My reviews have tended to make people nervous about starting the program. And in reality, maybe you should be. INSANITY: THE ASYLUM is clearly a graduate program. Without a good fitness base, you'll be better off using one of our introductory programs, like Power 90®, ChaLEAN Extreme®, Slim in 6®, or Hip Hop Abs®. Whichever one of these motivates you to move is going to give you better results than something you can't do well. But on the other hand, if you've completed one of these programs in style, and completed any graduate program (P90X, INSANITY, TurboFire®) at all, you're ready to get into THE ASYLUM and mix it up. It's hard. Very hard. But the difficulty isn't a world apart, either. And if you do buy it and it feels like too much, I've made a preparatory 1-month schedule on my blog: http://steve-edwards.blogspot.com/2011/04/asylum-prep-course.html

Child's Play

Hell Week was accepted, and perhaps even enjoyed, because it was preparing you to get better at a game. And THE ASYLUM is all about the game: the game of life. The only thing that might make anyone think I need to be locked up is that it's given me a glimpse back at my youth. In closing, I'll leave you with an anecdote about "youthening," as they say in Camelot. You can tell me if I'm insane.

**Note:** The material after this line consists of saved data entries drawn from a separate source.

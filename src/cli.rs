//! Command line interface for Symplectic

use clap::Parser;
use std::fmt;
use std::path::PathBuf;

use crate::config::{PortraitOrbit, Precision, SimulationConfig};
use crate::error::IntegratorError;
use crate::math::{Decimal, Field, Real, Scalar, Vector};
use crate::output::{PortraitWriter, TrajectoryWriter, portrait_file_name, trajectory_file_name};
use crate::physics::hamiltonian::ConservativeSystem;
use crate::physics::integrators::registry::{IntegratorKind, IntegratorRegistry};
use crate::physics::integrators::{CompiledIntegrator, Integrator, StepPlan};
use crate::physics::systems::System;
use crate::physics::trajectory::IntegrateExt;
use tracing::{debug, info};

/// CLI-specific errors
#[derive(Debug)]
pub enum CliError {
    /// Configuration file could not be loaded
    ConfigLoad(String),
    /// Invalid integrator name provided
    InvalidIntegrator(String),
    /// A run could not be completed
    Run(String),
}

impl fmt::Display for CliError {
    fn fmt(&self, f: &mut fmt::Formatter<'_>) -> fmt::Result {
        match self {
            CliError::ConfigLoad(msg) => write!(f, "Failed to load configuration: {msg}"),
            CliError::InvalidIntegrator(msg) => write!(f, "Invalid integrator: {msg}"),
            CliError::Run(msg) => write!(f, "Run failed: {msg}"),
        }
    }
}

impl std::error::Error for CliError {}

impl From<IntegratorError> for CliError {
    fn from(err: IntegratorError) -> Self {
        match err {
            IntegratorError::UnknownIntegrator { .. } => {
                CliError::InvalidIntegrator(err.to_string())
            }
            _ => CliError::Run(err.to_string()),
        }
    }
}

const LONG_VERSION: &str = concat!(env!("CARGO_PKG_VERSION"), " (built ", env!("BUILD_DATE"), ")");

/// Symplectic - composed symplectic integrators for Hamiltonian systems
#[derive(Parser, Debug, Default)]
#[command(version, long_version = LONG_VERSION, about, long_about = None)]
pub struct Args {
    /// Path to configuration file (TOML format)
    #[arg(short, long, value_name = "FILE")]
    pub config: Option<PathBuf>,

    /// Directory result files are written to (overrides config file)
    #[arg(short, long, value_name = "DIR")]
    pub output_dir: Option<PathBuf>,

    /// Integrator to run, may be repeated (e.g., leapfrog, yoshida6)
    #[arg(short = 'i', long = "integrator", value_name = "NAME")]
    pub integrators: Vec<String>,

    /// System to run, may be repeated
    #[arg(short = 's', long = "system", value_name = "SYSTEM")]
    pub systems: Vec<System>,

    /// Time step, may be repeated
    #[arg(short = 't', long = "tau", value_name = "STEP")]
    pub time_steps: Vec<f64>,

    /// Integration horizon (overrides config file)
    #[arg(short = 'T', long, value_name = "TIME")]
    pub end_time: Option<f64>,

    /// Arithmetic for the trajectory runs (overrides config file)
    #[arg(long, value_enum, value_name = "PRECISION")]
    pub precision: Option<Precision>,

    /// Skip the phase portrait runs
    #[arg(long)]
    pub no_portrait: bool,

    /// Enable verbose logging
    #[arg(short = 'v', long)]
    pub verbose: bool,

    /// List available integrators and exit
    #[arg(long)]
    pub list_integrators: bool,

    /// Print the flat kick/drift plan of an integrator and exit
    #[arg(long, value_name = "NAME")]
    pub print_plan: Option<String>,
}

/// Handles the --list-integrators flag by printing available integrators and exiting
pub fn handle_list_integrators() {
    let registry = IntegratorRegistry::default();
    println!("Available integrators:");
    for name in registry.list_available() {
        println!("  - {name}");
    }

    let aliases = registry.list_aliases();
    if !aliases.is_empty() {
        println!("\nAliases:");
        for (alias, target) in aliases {
            println!("  - {alias} -> {target}");
        }
    }
}

/// Handles the --print-plan flag
pub fn print_plan(name: &str) -> Result<(), CliError> {
    let registry = IntegratorRegistry::default();
    let kind = registry
        .resolve(name)
        .map_err(|err| CliError::InvalidIntegrator(err.to_string()))?;
    let plan = kind
        .plan::<f64>()
        .map_err(|err| CliError::Run(err.to_string()))?;

    println!(
        "{} (order {}, {} force evaluations per step):",
        kind.name(),
        kind.convergence_order(),
        plan.force_evaluations()
    );
    print!("{plan}");
    Ok(())
}

/// Loads configuration from file or defaults, then applies command-line overrides
pub fn load_and_apply_config(args: &Args) -> Result<SimulationConfig, CliError> {
    let mut config = if let Some(config_path) = &args.config {
        if !config_path.exists() {
            return Err(CliError::ConfigLoad(format!(
                "{} does not exist",
                config_path.display()
            )));
        }
        info!("Loading configuration from: {}", config_path.display());
        SimulationConfig::load_or_default(config_path)
    } else {
        SimulationConfig::load_from_user_config()
    };

    if let Some(output_dir) = &args.output_dir {
        info!("Overriding output directory to: {}", output_dir.display());
        config.run.output_dir = output_dir.clone();
    }

    if !args.integrators.is_empty() {
        // Validate integrator names against registry
        let registry = IntegratorRegistry::default();
        for name in &args.integrators {
            registry
                .resolve(name)
                .map_err(|err| CliError::InvalidIntegrator(err.to_string()))?;
        }

        info!("Using integrators: {}", args.integrators.join(", "));
        config.run.integrators = args.integrators.clone();
    }

    if !args.systems.is_empty() {
        config.systems.enabled = args.systems.clone();
    }

    if !args.time_steps.is_empty() {
        if let Some(tau) = args.time_steps.iter().find(|tau| !(**tau > 0.0)) {
            return Err(CliError::Run(format!("time step must be positive, got {tau}")));
        }
        config.run.time_steps = args.time_steps.clone();
    }

    if let Some(end_time) = args.end_time {
        info!("Overriding integration horizon to: {end_time}");
        config.run.end_time = end_time;
    }

    if let Some(precision) = args.precision {
        config.run.precision = precision;
    }

    if args.no_portrait {
        config.portrait.enabled = false;
    }

    Ok(config)
}

/// Write one trajectory file per enabled system × time step × integrator,
/// then the phase portrait if it is enabled
///
/// Returns the paths of every file written.
pub fn run(config: &SimulationConfig) -> Result<Vec<PathBuf>, CliError> {
    let registry = IntegratorRegistry::default();
    let mut written = match config.run.precision {
        Precision::Double => run_trajectories::<f64>(config, &registry)?,
        Precision::Decimal => run_trajectories::<Decimal>(config, &registry)?,
    };
    if config.portrait.enabled {
        written.extend(run_portrait(config, &registry)?);
    }
    Ok(written)
}

/// A configured integrator, flattened once and bound to each system in turn
struct PreparedIntegrator<'a, F> {
    name: &'a str,
    kind: IntegratorKind,
    plan: StepPlan<F>,
}

impl<F: Field> PreparedIntegrator<'_, F> {
    fn bind<H>(&self, hamiltonian: H) -> CompiledIntegrator<F, H> {
        CompiledIntegrator::new(
            self.plan.clone(),
            hamiltonian,
            self.kind.name(),
            self.kind.convergence_order(),
        )
    }
}

fn prepare_integrators<'a, F: Field>(
    registry: &IntegratorRegistry,
    names: &'a [String],
) -> Result<Vec<PreparedIntegrator<'a, F>>, IntegratorError> {
    names
        .iter()
        .map(|name| -> Result<PreparedIntegrator<'a, F>, IntegratorError> {
            let kind = registry.resolve(name)?;
            let plan = kind.plan()?;
            debug!(integrator = %name, entries = plan.len(), "prepared plan");
            Ok(PreparedIntegrator { name, kind, plan })
        })
        .collect()
}

fn run_trajectories<F: Real>(
    config: &SimulationConfig,
    registry: &IntegratorRegistry,
) -> Result<Vec<PathBuf>, CliError> {
    let prepared = prepare_integrators::<F>(registry, &config.run.integrators)?;
    let end_time = F::from_f64(config.run.end_time);

    let mut written = Vec::new();
    for &system in &config.systems.enabled {
        let (q0, p0) = system.initial_state::<F>();
        for &tau in &config.run.time_steps {
            for integrator in &prepared {
                let compiled = integrator.bind(system);
                let file_name = trajectory_file_name(tau, integrator.name, system.name());
                let mut writer = TrajectoryWriter::create(&config.run.output_dir, &file_name)?;

                let mut samples = 0_usize;
                let trajectory =
                    compiled.try_integrate(q0.clone(), p0.clone(), F::from_f64(tau), end_time)?;
                for (t, q, p) in trajectory {
                    let energy = config.run.record_energy.then(|| system.energy(&q, &p));
                    writer.write_sample(t, &q, &p, energy)?;
                    samples += 1;
                }

                let path = writer.finish()?;
                debug!(
                    system = %system,
                    tau,
                    integrator = %integrator.name,
                    samples,
                    "trajectory written"
                );
                written.push(path);
            }
        }
        info!(
            "Finished {} runs for {system}",
            config.run.time_steps.len() * prepared.len()
        );
    }
    Ok(written)
}

/// Replace the first coordinate of `base` with `value`
fn with_first(base: &Vector, value: Scalar) -> Vector {
    let mut coords = base.as_slice().to_vec();
    match coords.first_mut() {
        Some(first) => *first = value,
        None => coords.push(value),
    }
    Vector::new(coords)
}

fn run_portrait(
    config: &SimulationConfig,
    registry: &IntegratorRegistry,
) -> Result<Vec<PathBuf>, CliError> {
    let portrait = &config.portrait;
    let system = portrait.system;
    let integrator: Box<dyn Integrator<Scalar, Vector>> =
        registry.create(&portrait.integrator, system)?;
    let (q_base, p_base) = system.initial_state::<Scalar>();

    let mut written = Vec::with_capacity(portrait.orbits.len());
    for &PortraitOrbit { q0, p0 } in &portrait.orbits {
        let file_name = portrait_file_name(q0, p0, &portrait.integrator, system.name());
        let mut writer = PortraitWriter::create(&config.run.output_dir, &file_name)?;

        let start = (with_first(&q_base, q0), with_first(&p_base, p0));
        for (_, q, p) in
            integrator.try_integrate(start.0, start.1, portrait.time_step, portrait.end_time)?
        {
            writer.write_sample(&q, &p)?;
        }
        written.push(writer.finish()?);
    }

    info!(
        "Wrote {} {system} portrait orbits with {}",
        written.len(),
        portrait.integrator
    );
    Ok(written)
}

My summers as a kid were spent outside. My parents and pretty much the entire neighborhood would throw their kids out of the house with instructions not to come back in until dark. Without video games or money, we were pretty much left to make up stuff to do with what was in our garages. A day consisted of a football game, maybe some tennis, or some pick-up basketball. Sometimes we headed down the street to the school and jumped over hurdles or kicked field goals, or maybe we headed to the park for a swim. Afternoons would often feature a Little League® baseball game, after which I'd often stay late to work on my hitting or pitching. Summer days would end after dinner, with all of us feeling blissfully tired, doing our best to stay awake through The Brady Bunch.

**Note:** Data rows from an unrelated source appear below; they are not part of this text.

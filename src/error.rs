//! Error types shared by the numeric kernel, the integrator builders and the
//! result writers.

use thiserror::Error;

#[derive(Debug, Error)]
pub enum IntegratorError {
    #[error("Dimension mismatch: left operand has {left} components, right operand has {right}")]
    DimensionMismatch { left: usize, right: usize },

    #[error("Invalid argument: {0}")]
    InvalidArgument(String),

    #[error("{operation} did not converge (residual {residual:e})")]
    NumericDivergence {
        operation: &'static str,
        residual: f64,
    },

    #[error("Division by zero in {0}")]
    DivisionByZero(&'static str),

    #[error("Unknown integrator: '{name}'. Available integrators: {available}. Aliases: {aliases}")]
    UnknownIntegrator {
        name: String,
        available: String,
        aliases: String,
    },

    #[error("IO error: {0}")]
    Io(#[from] std::io::Error),
}

pub type Result<T> = std::result::Result<T, IntegratorError>;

My favorite moment doing THE ASYLUM so far was late in the Game Day workout where you're "playing" baseball. Baseball players haven't always been a paragon of athleticism, but on those all-sports days during my childhood, it felt plenty active. THE ASYLUM's baseball movements are decidedly tiring, and as I was delivering one of my many "pitches" in my garage during a snowstorm, I had an acute sense memory of a long-past summer evening. I felt the same warm fatigue those long days would provide. I could actually smell the grass, feel the setting sun on my shoulders, and hear my dad telling me to arch my back or keep my elbow up. So, OK, maybe that is a little insane. But that's an ASYLUM I won't mind visiting.